За шефом службы безопасности наблюдали не только мы с Гальдером. На балконе третьего этажа виллы Гримальди, оглядывая собравшуюся на верхней террасе публику и поправляя запонки своей рубашки, стоял Ален Делаж. Рядом с ним был Оливье Детивель, пожилой банкир, сменивший убитого Шарбонно на посту председателя совета директоров холдинговой компании «Эдем-Олимпия». Они оба наблюдали за перемещениями Цандера, который продирался сквозь толпу, обнимая каждую улыбнувшуюся ему женщину. Детивель поговорил с кем-то по мобильному телефону, а потом вместе с Делажем удалился в дом. Несмотря на заверения Гальдера, я был уверен, что Джейн где-то рядом — на вилле Гримальди, как сказал Цандер.

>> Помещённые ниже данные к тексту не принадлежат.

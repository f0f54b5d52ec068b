/*!
 * Upstream error classification
 *
 * The gorzdrav API reports business failures inside its response envelope
 * as `success = false` plus a numeric `errorCode`. This module maps those
 * codes onto a closed set of conditions callers can match on.
 */

use serde::{Deserialize, Serialize};
use thiserror::Error;

/// Upstream error code: the institution has no specialties open for booking
pub const CODE_NO_SPECIALTIES: i64 = 37;
/// Upstream error code: the specialty has no doctors open for booking
pub const CODE_NO_DOCTORS: i64 = 38;
/// Upstream error code: the doctor has no free tickets
pub const CODE_NO_TICKETS: i64 = 39;
/// Upstream error code: the medical organization did not answer in time
pub const CODE_UPSTREAM_TIMEOUT: i64 = 603;
/// Upstream error code: the medical information system failed
pub const CODE_UPSTREAM_SYSTEM_ERROR: i64 = 616;

/// Used when an unknown code arrives without any message
const GENERIC_FALLBACK_MESSAGE: &str = "upstream request failed";

/// Semantic failure reported by the upstream API
#[derive(Error, Debug, Clone, PartialEq, Eq, Serialize, Deserialize)]
#[serde(tag = "condition", rename_all = "snake_case")]
pub enum FailureCondition {
    #[error("No specialties (code {code}): {message}")]
    NoSpecialties { code: i64, message: String },

    #[error("No doctors (code {code}): {message}")]
    NoDoctors { code: i64, message: String },

    #[error("No tickets (code {code}): {message}")]
    NoTickets { code: i64, message: String },

    #[error("Upstream system error (code {code}): {message}")]
    UpstreamSystemError { code: i64, message: String },

    #[error("Upstream timeout (code {code}): {message}")]
    UpstreamTimeout { code: i64, message: String },

    #[error("Upstream failure (code {code}): {message}")]
    GenericUpstreamFailure { code: i64, message: String },
}

impl FailureCondition {
    /// Upstream error code this condition was built from
    pub fn code(&self) -> i64 {
        match self {
            Self::NoSpecialties { code, .. }
            | Self::NoDoctors { code, .. }
            | Self::NoTickets { code, .. }
            | Self::UpstreamSystemError { code, .. }
            | Self::UpstreamTimeout { code, .. }
            | Self::GenericUpstreamFailure { code, .. } => *code,
        }
    }

    /// Upstream message, or the table default when upstream sent none
    pub fn message(&self) -> &str {
        match self {
            Self::NoSpecialties { message, .. }
            | Self::NoDoctors { message, .. }
            | Self::NoTickets { message, .. }
            | Self::UpstreamSystemError { message, .. }
            | Self::UpstreamTimeout { message, .. }
            | Self::GenericUpstreamFailure { message, .. } => message,
        }
    }

    /// True for the "nothing to list" conditions.
    ///
    /// Directory lookups turn these into empty collections instead of errors.
    pub fn is_empty_result(&self) -> bool {
        matches!(
            self,
            Self::NoSpecialties { .. } | Self::NoDoctors { .. } | Self::NoTickets { .. }
        )
    }

    /// Short stable name, handy for logs and CLI output
    pub fn name(&self) -> &'static str {
        match self {
            Self::NoSpecialties { .. } => "no_specialties",
            Self::NoDoctors { .. } => "no_doctors",
            Self::NoTickets { .. } => "no_tickets",
            Self::UpstreamSystemError { .. } => "upstream_system_error",
            Self::UpstreamTimeout { .. } => "upstream_timeout",
            Self::GenericUpstreamFailure { .. } => "generic_upstream_failure",
        }
    }
}

/// Map an upstream `(errorCode, message)` pair onto a [`FailureCondition`].
///
/// Total over every code. A non-blank upstream message is kept verbatim;
/// blank ones count as absent and fall back to a fixed default text.
pub fn classify(code: i64, message: Option<&str>) -> FailureCondition {
    let upstream = message
        .filter(|m| !m.trim().is_empty())
        .map(str::to_string);
    let or_default = |default: &str| upstream.clone().unwrap_or_else(|| default.to_string());

    match code {
        CODE_NO_SPECIALTIES => FailureCondition::NoSpecialties {
            code,
            message: or_default("no specialties available for this institution"),
        },
        CODE_NO_DOCTORS => FailureCondition::NoDoctors {
            code,
            message: or_default("no doctors available for this specialty"),
        },
        CODE_NO_TICKETS => FailureCondition::NoTickets {
            code,
            message: or_default("no appointment tickets available"),
        },
        CODE_UPSTREAM_SYSTEM_ERROR => FailureCondition::UpstreamSystemError {
            code,
            message: or_default("upstream medical information system error"),
        },
        CODE_UPSTREAM_TIMEOUT => FailureCondition::UpstreamTimeout {
            code,
            message: or_default("upstream medical organization did not respond in time"),
        },
        _ => FailureCondition::GenericUpstreamFailure {
            code,
            message: or_default(GENERIC_FALLBACK_MESSAGE),
        },
    }
}

#[cfg(test)]
mod tests {
    use super::*;

    #[test]
    fn test_known_code_uses_default_message() {
        let condition = classify(37, None);
        assert_eq!(
            condition,
            FailureCondition::NoSpecialties {
                code: 37,
                message: "no specialties available for this institution".to_string(),
            }
        );
    }

    #[test]
    fn test_known_code_keeps_upstream_message() {
        let condition = classify(39, Some("Нет свободных талонов"));
        assert!(matches!(condition, FailureCondition::NoTickets { .. }));
        assert_eq!(condition.message(), "Нет свободных талонов");
    }

    #[test]
    fn test_table() {
        assert_eq!(classify(38, None).name(), "no_doctors");
        assert_eq!(classify(616, None).name(), "upstream_system_error");
        assert_eq!(classify(603, None).name(), "upstream_timeout");
        assert_eq!(
            classify(603, None).message(),
            "upstream medical organization did not respond in time"
        );
    }

    #[test]
    fn test_unknown_code_passes_message_through() {
        let condition = classify(9999, Some("x"));
        assert_eq!(
            condition,
            FailureCondition::GenericUpstreamFailure {
                code: 9999,
                message: "x".to_string(),
            }
        );
    }

    #[test]
    fn test_unknown_code_is_total() {
        for code in [i64::MIN, -1, 0, 36, 40, 602, 604, 615, 617, i64::MAX] {
            let condition = classify(code, None);
            assert_eq!(condition.code(), code);
            assert!(matches!(condition, FailureCondition::GenericUpstreamFailure { .. }));
            assert_eq!(condition.message(), "upstream request failed");
        }
    }

    #[test]
    fn test_message_is_not_trimmed() {
        assert_eq!(classify(9999, Some("  x\n")).message(), "  x\n");
        assert_eq!(classify(38, Some(" Нет врачей ")).message(), " Нет врачей ");
    }

    #[test]
    fn test_blank_message_counts_as_absent() {
        assert_eq!(
            classify(38, Some("   ")).message(),
            "no doctors available for this specialty"
        );
    }

    #[test]
    fn test_empty_result_conditions() {
        assert!(classify(37, None).is_empty_result());
        assert!(classify(38, None).is_empty_result());
        assert!(classify(39, None).is_empty_result());
        assert!(!classify(603, None).is_empty_result());
        assert!(!classify(616, None).is_empty_result());
        assert!(!classify(1, None).is_empty_result());
    }

    #[test]
    fn test_display_carries_code_and_message() {
        let text = classify(616, Some("МИС недоступна")).to_string();
        assert!(text.contains("616"));
        assert!(text.contains("МИС недоступна"));
    }
}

Я поднялся по ступенькам на верхнюю террасу и направился ко входу, где стрелочки указывали расположение туалетов. Лакей в парчовой ливрее охранял лестницу, сверкая глянцевыми лентами своих белых перчаток.
— Toilettes?
— Tout droit, monsieur[30].
Дверь дамского туалета открылась, и оттуда вышла молодая немецкая актриса, ее подвижные ноздри ходили над верхней губой, как шланги, втягивая последние пылинки порошка. Она перекинулась несколькими словами с лакеем, дав ему возможность оценить ее декольте.